Provided material Block Start

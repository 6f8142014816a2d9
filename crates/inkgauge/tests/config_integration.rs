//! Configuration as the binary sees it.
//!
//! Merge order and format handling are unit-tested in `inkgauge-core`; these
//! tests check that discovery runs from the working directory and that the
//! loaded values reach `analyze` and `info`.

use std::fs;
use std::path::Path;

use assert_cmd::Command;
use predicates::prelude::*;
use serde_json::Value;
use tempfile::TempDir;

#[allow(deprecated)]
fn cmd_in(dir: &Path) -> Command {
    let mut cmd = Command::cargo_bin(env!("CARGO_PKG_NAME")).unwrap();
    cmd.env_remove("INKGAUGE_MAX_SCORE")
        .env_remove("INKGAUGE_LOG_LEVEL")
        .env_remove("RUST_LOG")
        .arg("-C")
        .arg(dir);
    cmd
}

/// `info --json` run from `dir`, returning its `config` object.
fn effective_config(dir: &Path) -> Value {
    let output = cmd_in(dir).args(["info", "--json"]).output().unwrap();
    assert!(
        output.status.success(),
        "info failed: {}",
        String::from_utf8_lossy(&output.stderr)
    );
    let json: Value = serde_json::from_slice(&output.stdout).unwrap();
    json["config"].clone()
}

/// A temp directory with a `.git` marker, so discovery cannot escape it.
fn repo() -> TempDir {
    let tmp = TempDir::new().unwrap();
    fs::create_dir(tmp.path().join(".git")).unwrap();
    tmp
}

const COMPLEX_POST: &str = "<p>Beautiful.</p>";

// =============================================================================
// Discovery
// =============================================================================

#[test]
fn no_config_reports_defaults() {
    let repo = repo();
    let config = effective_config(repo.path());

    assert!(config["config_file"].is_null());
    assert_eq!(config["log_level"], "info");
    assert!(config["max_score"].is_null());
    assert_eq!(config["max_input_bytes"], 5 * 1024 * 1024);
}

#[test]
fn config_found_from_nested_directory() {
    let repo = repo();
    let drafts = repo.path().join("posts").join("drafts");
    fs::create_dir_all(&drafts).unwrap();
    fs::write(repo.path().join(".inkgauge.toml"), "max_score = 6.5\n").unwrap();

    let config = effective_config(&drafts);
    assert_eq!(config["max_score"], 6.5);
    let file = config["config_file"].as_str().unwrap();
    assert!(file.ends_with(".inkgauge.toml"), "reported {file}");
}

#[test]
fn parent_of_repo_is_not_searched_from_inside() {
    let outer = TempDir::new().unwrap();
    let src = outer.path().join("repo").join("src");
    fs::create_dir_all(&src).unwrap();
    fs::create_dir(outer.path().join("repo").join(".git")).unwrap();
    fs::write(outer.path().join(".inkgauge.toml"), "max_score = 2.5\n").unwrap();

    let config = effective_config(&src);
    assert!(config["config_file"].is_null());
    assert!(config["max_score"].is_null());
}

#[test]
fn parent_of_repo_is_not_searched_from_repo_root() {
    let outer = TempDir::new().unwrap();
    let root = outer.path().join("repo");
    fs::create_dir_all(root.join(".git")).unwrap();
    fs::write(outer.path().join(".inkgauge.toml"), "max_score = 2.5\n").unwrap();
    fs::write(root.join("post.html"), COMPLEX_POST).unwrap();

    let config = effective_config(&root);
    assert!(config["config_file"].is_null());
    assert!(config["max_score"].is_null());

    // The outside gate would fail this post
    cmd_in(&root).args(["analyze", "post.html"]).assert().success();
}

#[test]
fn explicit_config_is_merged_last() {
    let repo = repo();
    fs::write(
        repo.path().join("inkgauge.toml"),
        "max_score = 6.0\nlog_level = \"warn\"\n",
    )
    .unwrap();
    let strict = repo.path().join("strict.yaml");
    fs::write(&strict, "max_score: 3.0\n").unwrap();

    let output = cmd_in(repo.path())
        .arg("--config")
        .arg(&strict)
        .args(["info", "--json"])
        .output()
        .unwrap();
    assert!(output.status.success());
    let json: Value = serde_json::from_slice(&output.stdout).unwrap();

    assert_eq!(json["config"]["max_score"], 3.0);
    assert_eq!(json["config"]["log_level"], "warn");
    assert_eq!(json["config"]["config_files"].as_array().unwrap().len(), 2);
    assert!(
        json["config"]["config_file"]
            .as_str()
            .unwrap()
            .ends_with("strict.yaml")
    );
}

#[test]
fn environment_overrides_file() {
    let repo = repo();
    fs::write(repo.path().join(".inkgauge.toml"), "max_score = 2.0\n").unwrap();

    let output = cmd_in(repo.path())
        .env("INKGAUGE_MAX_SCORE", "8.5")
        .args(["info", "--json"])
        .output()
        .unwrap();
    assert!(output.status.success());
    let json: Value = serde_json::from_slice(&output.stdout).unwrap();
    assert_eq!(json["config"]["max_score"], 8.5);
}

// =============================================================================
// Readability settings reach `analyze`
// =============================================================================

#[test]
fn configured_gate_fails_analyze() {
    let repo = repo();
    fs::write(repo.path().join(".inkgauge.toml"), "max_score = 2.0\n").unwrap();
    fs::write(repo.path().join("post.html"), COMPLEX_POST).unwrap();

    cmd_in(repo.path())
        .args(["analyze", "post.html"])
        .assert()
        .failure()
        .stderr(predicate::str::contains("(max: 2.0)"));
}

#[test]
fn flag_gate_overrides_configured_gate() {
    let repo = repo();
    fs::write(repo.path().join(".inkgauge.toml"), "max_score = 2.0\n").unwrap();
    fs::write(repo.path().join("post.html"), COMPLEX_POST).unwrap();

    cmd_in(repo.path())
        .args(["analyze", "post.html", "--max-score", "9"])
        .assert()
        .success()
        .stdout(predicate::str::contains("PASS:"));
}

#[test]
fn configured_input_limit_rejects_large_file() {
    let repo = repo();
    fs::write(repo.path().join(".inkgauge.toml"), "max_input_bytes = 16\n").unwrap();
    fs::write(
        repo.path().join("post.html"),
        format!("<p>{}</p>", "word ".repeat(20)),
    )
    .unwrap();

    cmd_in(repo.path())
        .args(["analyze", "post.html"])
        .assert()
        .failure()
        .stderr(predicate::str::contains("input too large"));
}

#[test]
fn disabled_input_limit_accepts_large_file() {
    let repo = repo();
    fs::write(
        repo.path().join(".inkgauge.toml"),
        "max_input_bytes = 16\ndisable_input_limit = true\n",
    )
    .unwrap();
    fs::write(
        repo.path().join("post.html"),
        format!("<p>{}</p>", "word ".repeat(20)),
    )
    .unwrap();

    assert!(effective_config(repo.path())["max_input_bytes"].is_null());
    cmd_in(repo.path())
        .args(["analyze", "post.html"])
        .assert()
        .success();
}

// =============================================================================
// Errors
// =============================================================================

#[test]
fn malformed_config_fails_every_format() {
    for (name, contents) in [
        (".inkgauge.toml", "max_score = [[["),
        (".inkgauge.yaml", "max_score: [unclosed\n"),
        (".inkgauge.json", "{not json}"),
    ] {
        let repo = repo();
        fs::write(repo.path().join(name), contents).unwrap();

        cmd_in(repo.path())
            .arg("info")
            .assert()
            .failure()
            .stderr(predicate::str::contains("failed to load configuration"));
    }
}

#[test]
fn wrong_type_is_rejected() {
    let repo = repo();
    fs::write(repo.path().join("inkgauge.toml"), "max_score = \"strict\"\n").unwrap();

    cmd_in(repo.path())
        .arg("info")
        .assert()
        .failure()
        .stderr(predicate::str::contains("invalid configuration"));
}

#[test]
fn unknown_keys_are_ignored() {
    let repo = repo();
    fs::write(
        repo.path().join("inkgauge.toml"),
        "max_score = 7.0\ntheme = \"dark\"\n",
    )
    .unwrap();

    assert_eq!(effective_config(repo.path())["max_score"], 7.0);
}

Provided material Block End

[Task directions]
Check each line of the data for "success". Copy the lines where it turns up.

[Expected answer]
        output.status.success(),
    cmd_in(&root).args(["analyze", "post.html"]).assert().success();
    assert!(output.status.success());
    assert!(output.status.success());
        .success()
        .success();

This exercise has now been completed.